Entrée à l'âge de seize ans au noviciat des Sœurs Grises à Montréal, Marie-Marguerite-Eulalie Lagrave prononça ses vœux le 23 décembre 1823. Les archives de la communauté (à la maison provinciale de Saint- Boniface) disent qu'elle était douée de «dons extérieurs» et qu'à la maison-mère, elle excellait dans tous «les ouvrages de goût», les ornements d'église, les fleurs artificielles et les industries de toutes sortes. Elle fut en outre pendant vingt ans directrice du chœur.

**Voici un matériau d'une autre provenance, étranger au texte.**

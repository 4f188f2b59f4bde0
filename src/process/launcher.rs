// Fork/exec sequence for launching one supervised child

use crate::config::SCRUBBED_ENV_VARS;
use crate::error::{MonitorError, Result};
use nix::libc;
use nix::unistd::{fork, ForkResult, Gid, Pid, Uid};
use std::ffi::CString;
use std::os::fd::RawFd;
use std::os::unix::ffi::OsStrExt;

/// Everything the child-side sequence needs, prepared in the parent.
pub struct Launch<'a> {
    /// Executable path followed by arguments; must be non-empty
    pub argv: &'a [String],
    /// Write end of the stdout pipe
    pub stdout: RawFd,
    /// Write end of the stderr pipe
    pub stderr: RawFd,
    /// Target user to drop to before exec
    pub uid: Uid,
    /// Target group to drop to before exec
    pub gid: Gid,
    /// Seconds the child sleeps before exec
    pub delay_secs: u32,
    /// Remove the scrubbed environment variable set from the child
    pub scrub_env: bool,
}

// Messages the child can emit onto its own stderr pipe between fork and
// exec, where ordinary logging is off limits.
const SETGID_FAILED: &[u8] = b"fdbmonitor: unable to set gid for child process\n";
const SETUID_FAILED: &[u8] = b"fdbmonitor: unable to set uid for child process\n";
const EXEC_FAILED: &[u8] = b"fdbmonitor: unable to launch child process\n";

/// argv/envp as NUL-terminated arrays plus the signal mask to restore,
/// assembled before the fork so the child allocates nothing.
struct PreparedExec {
    _argv: Vec<CString>,
    argv_ptrs: Vec<*const libc::c_char>,
    _envp: Vec<CString>,
    envp_ptrs: Vec<*const libc::c_char>,
    empty_mask: libc::sigset_t,
}

impl PreparedExec {
    fn new(launch: &Launch<'_>) -> Result<Self> {
        let argv: Vec<CString> = launch
            .argv
            .iter()
            .map(|arg| CString::new(arg.as_bytes()))
            .collect::<std::result::Result<_, _>>()
            .map_err(|e| MonitorError::Spawn(format!("invalid argument: {}", e)))?;

        let envp: Vec<CString> = std::env::vars_os()
            .filter(|(key, _)| {
                !launch.scrub_env
                    || key
                        .to_str()
                        .map_or(true, |name| !SCRUBBED_ENV_VARS.contains(&name))
            })
            .filter_map(|(key, value)| {
                let mut bytes = key.as_bytes().to_vec();
                bytes.push(b'=');
                bytes.extend_from_slice(value.as_bytes());
                CString::new(bytes).ok()
            })
            .collect();

        let mut argv_ptrs: Vec<*const libc::c_char> = argv.iter().map(|a| a.as_ptr()).collect();
        argv_ptrs.push(std::ptr::null());
        let mut envp_ptrs: Vec<*const libc::c_char> = envp.iter().map(|e| e.as_ptr()).collect();
        envp_ptrs.push(std::ptr::null());

        let empty_mask = unsafe {
            let mut mask: libc::sigset_t = std::mem::zeroed();
            libc::sigemptyset(&mut mask);
            mask
        };

        Ok(Self {
            _argv: argv,
            argv_ptrs,
            _envp: envp,
            envp_ptrs,
            empty_mask,
        })
    }
}

/// Fork and exec one child.
///
/// On success the child is sleeping out its pre-start delay (or already
/// running) with its stdio wired to the pipes.
///
/// # Arguments
/// * `launch` - Prepared launch parameters for the child
///
/// # Returns
/// * `Ok(Pid)` - The child's pid, for the registry
/// * `Err(MonitorError)` - Fork failed or argv could not be prepared
pub fn spawn_child(launch: &Launch<'_>) -> Result<Pid> {
    if launch.argv.is_empty() {
        return Err(MonitorError::Spawn("empty argv".to_string()));
    }
    let prepared = PreparedExec::new(launch)?;

    // SAFETY: the child branch only makes async-signal-safe calls (raw
    // signal/dup2/sleep/setgid/setuid/execve) on memory prepared before the
    // fork, then replaces the process image.
    match unsafe { fork() } {
        Ok(ForkResult::Parent { child }) => Ok(child),
        Ok(ForkResult::Child) => unsafe { exec_child(launch, &prepared) },
        Err(e) => Err(MonitorError::Spawn(format!("fork: {}", e))),
    }
}

unsafe fn exec_child(launch: &Launch<'_>, prepared: &PreparedExec) -> ! {
    // Remove the monitor's signal handlers
    libc::signal(libc::SIGHUP, libc::SIG_DFL);
    libc::signal(libc::SIGINT, libc::SIG_DFL);
    libc::signal(libc::SIGTERM, libc::SIG_DFL);

    libc::dup2(launch.stdout, libc::STDOUT_FILENO);
    libc::dup2(launch.stderr, libc::STDERR_FILENO);

    libc::signal(libc::SIGCHLD, libc::SIG_DFL);
    libc::sigprocmask(libc::SIG_SETMASK, &prepared.empty_mask, std::ptr::null_mut());

    // Death of the monitor raises SIGHUP in the child
    #[cfg(target_os = "linux")]
    {
        libc::prctl(libc::PR_SET_PDEATHSIG, libc::SIGHUP as libc::c_ulong);
        if libc::getppid() == 1 {
            // Parent already died before prctl
            libc::_exit(0);
        }
    }

    let mut remaining = launch.delay_secs;
    while remaining > 0 {
        remaining = libc::sleep(remaining);
    }

    if libc::getegid() != launch.gid.as_raw() && libc::setgid(launch.gid.as_raw()) != 0 {
        libc::write(
            libc::STDERR_FILENO,
            SETGID_FAILED.as_ptr().cast(),
            SETGID_FAILED.len(),
        );
        libc::_exit(1);
    }
    if libc::geteuid() != launch.uid.as_raw() && libc::setuid(launch.uid.as_raw()) != 0 {
        libc::write(
            libc::STDERR_FILENO,
            SETUID_FAILED.as_ptr().cast(),
            SETUID_FAILED.len(),
        );
        libc::_exit(1);
    }

    // Setting uid/gid clears the parent-death signal; arm it again and
    // re-check for a parent that died in between
    #[cfg(target_os = "linux")]
    {
        libc::prctl(libc::PR_SET_PDEATHSIG, libc::SIGHUP as libc::c_ulong);
        if libc::getppid() == 1 {
            libc::_exit(0);
        }
    }

    libc::execve(
        prepared.argv_ptrs[0],
        prepared.argv_ptrs.as_ptr(),
        prepared.envp_ptrs.as_ptr(),
    );
    libc::write(libc::STDERR_FILENO, EXEC_FAILED.as_ptr().cast(), EXEC_FAILED.len());
    libc::_exit(127);
}
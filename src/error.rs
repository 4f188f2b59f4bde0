use std::path::PathBuf;
use thiserror::Error;

/// Main error type for the process monitor
#[derive(Debug, Error)]
pub enum MonitorError {
    // Configuration errors
    #[error("Configuration error: {0}")]
    Config(String),

    #[error("Unable to lookup user {0}")]
    UnknownUser(String),

    #[error("Unable to lookup group {0}")]
    UnknownGroup(String),

    // Process lifecycle errors
    #[error("Failed to spawn process: {0}")]
    Spawn(String),

    #[error("Pipe error: {0}")]
    Pipe(String),

    // Configuration watch errors
    #[error("Configuration watch error: {0}")]
    Watch(String),

    // Startup infrastructure errors
    #[error("Lockfile {0} is locked by another process")]
    LockfileBusy(PathBuf),

    #[error("Startup error: {0}")]
    Startup(String),

    // IO errors (automatically converted from std::io::Error)
    #[error("IO error: {0}")]
    Io(#[from] std::io::Error),

    // Errors surfaced by raw system calls
    #[error("System error: {0}")]
    Sys(#[from] nix::errno::Errno),
}

/// Result type alias for monitor operations
pub type Result<T> = std::result::Result<T, MonitorError>;
use rand::Rng;
use std::time::{Duration, Instant};

/// Per-child restart state implementing the exponential backoff policy.
///
/// The delay grows by `backoff` on every restart, is clamped to
/// `max_delay`, and collapses back to `initial_delay` once the child has
/// stayed alive for at least `reset_interval`. Every returned delay carries
/// a uniform jitter of up to ±10% so that a cluster-wide crash does not
/// produce a thundering herd of simultaneous restarts.
#[derive(Debug, Clone)]
pub struct RestartBackoff {
    initial_delay: u32,
    max_delay: u32,
    backoff: f64,
    reset_interval: u32,
    current: f64,
    last_start: Option<Instant>,
}

impl RestartBackoff {
    pub fn new(initial_delay: u32, max_delay: u32, backoff: f64, reset_interval: u32) -> Self {
        Self {
            initial_delay,
            max_delay,
            backoff,
            reset_interval,
            current: f64::from(initial_delay),
            last_start: None,
        }
    }

    /// State for a command that failed construction and can never launch.
    pub fn unset() -> Self {
        Self::new(0, 0, 0.0, 0)
    }

    /// Compute the delay for the next restart and advance the backoff.
    ///
    /// A child that has been alive at least `reset_interval` restarts from
    /// `initial_delay` again. The `max(1.0)` guard makes the backoff grow
    /// even when the current delay is zero.
    pub fn get_and_update(&mut self, now: Instant) -> u32 {
        let reset = match self.last_start {
            None => true,
            Some(started) => now
                .checked_duration_since(started)
                .map_or(false, |alive| alive.as_secs_f64() >= f64::from(self.reset_interval)),
        };
        if reset {
            self.current = f64::from(self.initial_delay);
        }

        let lo = (-0.1 * self.current).floor() as i64;
        let hi = (0.1 * self.current).ceil() as i64;
        let jitter = rand::thread_rng().gen_range(lo..=hi);
        let delay = (self.current.round() as i64 + jitter).max(0) as u32;

        self.current = (self.backoff * self.current.max(1.0)).min(f64::from(self.max_delay));

        delay
    }

    /// Record a launch. `delay_secs` is the pre-start sleep performed inside
    /// the child, so the effective start time lies that far in the future.
    pub fn record_start(&mut self, now: Instant, delay_secs: u32) {
        self.last_start = Some(now + Duration::from_secs(u64::from(delay_secs)));
    }

    /// Adopt the policy fields of a freshly constructed state while keeping
    /// the in-flight delay and start time, clamping the delay into the new
    /// `[initial_delay, max_delay]` bounds.
    pub fn update_policy(&mut self, other: &RestartBackoff) {
        self.initial_delay = other.initial_delay;
        self.max_delay = other.max_delay;
        self.backoff = other.backoff;
        self.reset_interval = other.reset_interval;

        self.current = self.current.min(f64::from(self.max_delay));
        self.current = self.current.max(f64::from(self.initial_delay));
    }

    /// The pre-jitter delay that the next restart would use.
    pub fn current_delay(&self) -> f64 {
        self.current
    }

    pub fn initial_delay(&self) -> u32 {
        self.initial_delay
    }

    pub fn max_delay(&self) -> u32 {
        self.max_delay
    }
}
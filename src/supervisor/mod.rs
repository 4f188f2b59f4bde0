// The supervision engine: owns the registry and drives the event loop

pub mod reconcile;

use crate::config::{ConfigStore, ProcessCommand};
use crate::error::{MonitorError, Result};
use crate::process::{spawn_child, Launch, OutputPipes, ProcessRegistry, SupervisedProcess};
use crate::watcher::ConfigWatcher;
use nix::errno::Errno;
use nix::sys::signal::{kill, Signal};
use nix::sys::wait::{waitpid, WaitPidFlag, WaitStatus};
use nix::unistd::{getegid, geteuid, Gid, Group, Pid, Uid, User};
use self::reconcile::{build_plan, LiveAction, ReconcilePlan};
use std::path::Path;
use std::time::Instant;
use tokio::signal::unix::{signal, SignalKind};
use tracing::{error, info, warn};

/// Owner of all supervision state. Lives on the event-loop stack and is
/// only ever touched from that one task.
pub struct Supervisor {
    registry: ProcessRegistry,
    uid: Uid,
    gid: Gid,
}

impl Supervisor {
    pub fn new() -> Self {
        Self {
            registry: ProcessRegistry::new(),
            uid: geteuid(),
            gid: getegid(),
        }
    }

    pub fn registry(&self) -> &ProcessRegistry {
        &self.registry
    }

    /// Run the supervision loop until a termination signal arrives.
    ///
    /// Event classes are dispatched in priority order: termination signals
    /// first, then SIGHUP, then configuration changes, then child exits.
    /// Child pipe output is forwarded by the per-pipe tasks the registry
    /// owns.
    pub async fn run(&mut self, watcher: &mut ConfigWatcher) -> Result<()> {
        let mut sigterm = signal(SignalKind::terminate())
            .map_err(|e| MonitorError::Startup(format!("Unable to install SIGTERM handler: {}", e)))?;
        let mut sigint = signal(SignalKind::interrupt())
            .map_err(|e| MonitorError::Startup(format!("Unable to install SIGINT handler: {}", e)))?;
        let mut sighup = signal(SignalKind::hangup())
            .map_err(|e| MonitorError::Startup(format!("Unable to install SIGHUP handler: {}", e)))?;
        let mut sigchld = signal(SignalKind::child())
            .map_err(|e| MonitorError::Startup(format!("Unable to install SIGCHLD handler: {}", e)))?;

        let initial = watcher.config_path().to_path_buf();
        self.load_configuration(&initial);

        loop {
            tokio::select! {
                biased;
                _ = sigterm.recv() => {
                    info!("Received SIGTERM, shutting down");
                    self.shutdown();
                    return Ok(());
                }
                _ = sigint.recv() => {
                    info!("Received SIGINT, shutting down");
                    self.shutdown();
                    return Ok(());
                }
                _ = sighup.recv() => {
                    info!("Received SIGHUP, doing nothing");
                }
                changed = watcher.changed() => {
                    let path = changed?;
                    self.load_configuration(&path);
                }
                _ = sigchld.recv() => {
                    self.reap_children();
                }
            }
        }
    }

    /// Load the configuration at `path` and reconcile the fleet with it.
    ///
    /// A parse failure or an unknown user/group aborts the reload and keeps
    /// the previous state.
    pub fn load_configuration(&mut self, path: &Path) {
        info!("Loading configuration {}", path.display());

        let store = match ConfigStore::load(path) {
            Ok(store) => store,
            Err(e) => {
                error!("Unable to load configuration file ({})", e);
                return;
            }
        };

        let (uid, gid) = match resolve_identity(&store) {
            Ok(identity) => identity,
            Err(e) => {
                error!("{}", e);
                return;
            }
        };
        let identity_changed = (uid, gid) != (self.uid, self.gid);

        let plan = build_plan(&store, &self.registry, identity_changed);
        self.uid = uid;
        self.gid = gid;
        self.apply_plan(plan, &store);
    }

    fn apply_plan(&mut self, plan: ReconcilePlan, store: &ConfigStore) {
        // uid/gid changes take effect only through a restart
        for id in plan.identity_kills {
            self.kill_process(id);
            self.registry.remove(id);
        }

        let mut kill_and_remove = Vec::new();
        let mut kill_and_restart = Vec::new();

        for action in plan.actions {
            match action {
                LiveAction::Deconfigure { id, kill } => {
                    if let Some(entry) = self.registry.get_mut(id) {
                        info!("Deconfigured {}", entry.command.qualified);
                        entry.command.deconfigured = true;
                        if kill {
                            kill_and_remove.push(id);
                        }
                    }
                }
                LiveAction::Replace { id, fresh, restart } => {
                    info!("Found new configuration for {}", fresh.qualified);
                    match OutputPipes::new(&fresh.qualified) {
                        Ok(pipes) => {
                            self.registry.insert(id, SupervisedProcess { command: fresh, pipes });
                            if restart {
                                kill_and_restart.push(id);
                            }
                        }
                        Err(e) => error!("{}", e),
                    }
                }
                LiveAction::Update { id, fresh } => {
                    if let Some(entry) = self.registry.get_mut(id) {
                        info!("Updated configuration for {}", entry.command.qualified);
                        entry.command.update(&fresh);
                    }
                }
            }
        }

        // Kills complete before any launch
        for id in kill_and_remove {
            self.kill_process(id);
            self.registry.remove(id);
        }
        for &id in &kill_and_restart {
            self.kill_process(id);
        }
        for id in kill_and_restart {
            self.start_process(id, 0);
        }

        for (section, id) in plan.new_starts {
            info!("Starting {}.{}", section, id);
            let command = ProcessCommand::new(store, &section, id);
            match OutputPipes::new(&command.qualified) {
                Ok(pipes) => {
                    self.registry.insert(id, SupervisedProcess { command, pipes });
                    self.start_process(id, 0);
                }
                Err(e) => error!("{}", e),
            }
        }
    }

    /// Launch the child for `id` with the given pre-start delay.
    fn start_process(&mut self, id: u64, delay_secs: u32) {
        let Some(entry) = self.registry.get(id) else {
            return;
        };
        // Commands that failed construction are not launchable
        let Some(argv) = entry.command.argv.clone().filter(|argv| !argv.is_empty()) else {
            return;
        };
        let quiet = entry.command.quiet;
        let qualified = entry.command.qualified.clone();
        let launch = Launch {
            argv: &argv,
            stdout: entry.pipes.stdout_fd(),
            stderr: entry.pipes.stderr_fd(),
            uid: self.uid,
            gid: self.gid,
            delay_secs,
            scrub_env: entry.command.delete_wd40_env,
        };

        match spawn_child(&launch) {
            Ok(pid) => {
                if let Some(entry) = self.registry.get_mut(id) {
                    entry.command.backoff.record_start(Instant::now(), delay_secs);
                }
                self.registry.bind(id, pid);
                if !quiet {
                    info!("Launching {} ({}) for {}", argv[0], pid, qualified);
                }
            }
            Err(e) => {
                // The registry is left unchanged; the instance is retried on
                // the next reconciliation or exit event
                error!("Failed to launch new {} process ({})", argv[0], e);
            }
        }
    }

    /// SIGTERM the child for `id` and wait for it synchronously, so that a
    /// subsequent relaunch cannot race the dying process.
    pub fn kill_process(&mut self, id: u64) {
        let Some(pid) = self.registry.pid_of(id) else {
            return;
        };
        info!("Killing process {}", pid);
        let _ = kill(pid, Signal::SIGTERM);
        loop {
            match waitpid(pid, None) {
                Err(Errno::EINTR) => continue,
                _ => break,
            }
        }
        self.registry.unbind(id);
    }

    /// Reap every child that has exited, restarting or discarding each one.
    pub fn reap_children(&mut self) {
        loop {
            let status = match waitpid(None::<Pid>, Some(WaitPidFlag::WNOHANG)) {
                Ok(WaitStatus::StillAlive) => break,
                Ok(status) => status,
                Err(Errno::ECHILD) => break,
                Err(Errno::EINTR) => continue,
                Err(e) => {
                    error!("Error while waiting for child process ({})", e);
                    break;
                }
            };
            let Some(pid) = status.pid() else {
                break;
            };
            self.handle_exit(pid, status);
        }
    }

    fn handle_exit(&mut self, pid: Pid, status: WaitStatus) {
        // Pids reaped synchronously by kill_process are already unbound and
        // not ours to handle
        let Some(id) = self.registry.unbind_pid(pid) else {
            return;
        };

        let deconfigured = match self.registry.get(id) {
            None => return,
            Some(entry) => entry.command.deconfigured,
        };
        if deconfigured {
            self.registry.remove(id);
            return;
        }

        let Some(entry) = self.registry.get_mut(id) else {
            return;
        };
        let delay = entry.command.backoff.get_and_update(Instant::now());
        if !entry.command.quiet {
            let qualified = &entry.command.qualified;
            match status {
                WaitStatus::Exited(_, 0) => {
                    info!("Process {} exited 0, restarting {} in {} seconds", pid, qualified, delay);
                }
                WaitStatus::Exited(_, code) => {
                    error!(
                        "Process {} exited {}, restarting {} in {} seconds",
                        pid, code, qualified, delay
                    );
                }
                WaitStatus::Signaled(_, sig, _) => {
                    info!(
                        "Process {} terminated by signal {}, restarting {} in {} seconds",
                        pid,
                        sig.as_str(),
                        qualified,
                        delay
                    );
                }
                _ => {
                    warn!(
                        "Process {} exited for unknown reason, restarting {} in {} seconds",
                        pid, qualified, delay
                    );
                }
            }
        }

        self.start_process(id, delay);
    }

    /// Clean group shutdown: SIGHUP to the process group, then wait for
    /// every child to exit.
    fn shutdown(&mut self) {
        let _ = kill(Pid::from_raw(0), Signal::SIGHUP);
        loop {
            match waitpid(None::<Pid>, None) {
                Ok(_) => continue,
                Err(Errno::ECHILD) => break,
                Err(Errno::EINTR) => continue,
                Err(e) => {
                    warn!("Error while waiting for child processes ({})", e);
                    break;
                }
            }
        }
    }
}

impl Default for Supervisor {
    fn default() -> Self {
        Self::new()
    }
}

/// Resolve the target uid/gid from `fdbmonitor.user` / `fdbmonitor.group`.
/// Absent fields inherit the monitor's effective ids.
fn resolve_identity(store: &ConfigStore) -> Result<(Uid, Gid)> {
    let uid = match store.value("fdbmonitor", "user") {
        Some(name) => User::from_name(name)
            .map_err(|_| MonitorError::UnknownUser(name.to_string()))?
            .ok_or_else(|| MonitorError::UnknownUser(name.to_string()))?
            .uid,
        None => geteuid(),
    };
    let gid = match store.value("fdbmonitor", "group") {
        Some(name) => Group::from_name(name)
            .map_err(|_| MonitorError::UnknownGroup(name.to_string()))?
            .ok_or_else(|| MonitorError::UnknownGroup(name.to_string()))?
            .gid,
        None => getegid(),
    };
    Ok((uid, gid))
}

En 1844, les administratrices de la communauté acceptèrent l'invitation de Mgr Joseph-Norbert Provencher, qui désirait créer une fondation à la Rivière- Rouge. L'évêque de Juliopolis, suffragant, auxiliaire et vicaire général de l'évêque de Québec, expliqua dans une lettre à la mère supérieure, datée du 19 octobre 1843, qu'il demandait des sœurs, car il voulait donner à des «personnes du Sexe» une instruction morale et pratique.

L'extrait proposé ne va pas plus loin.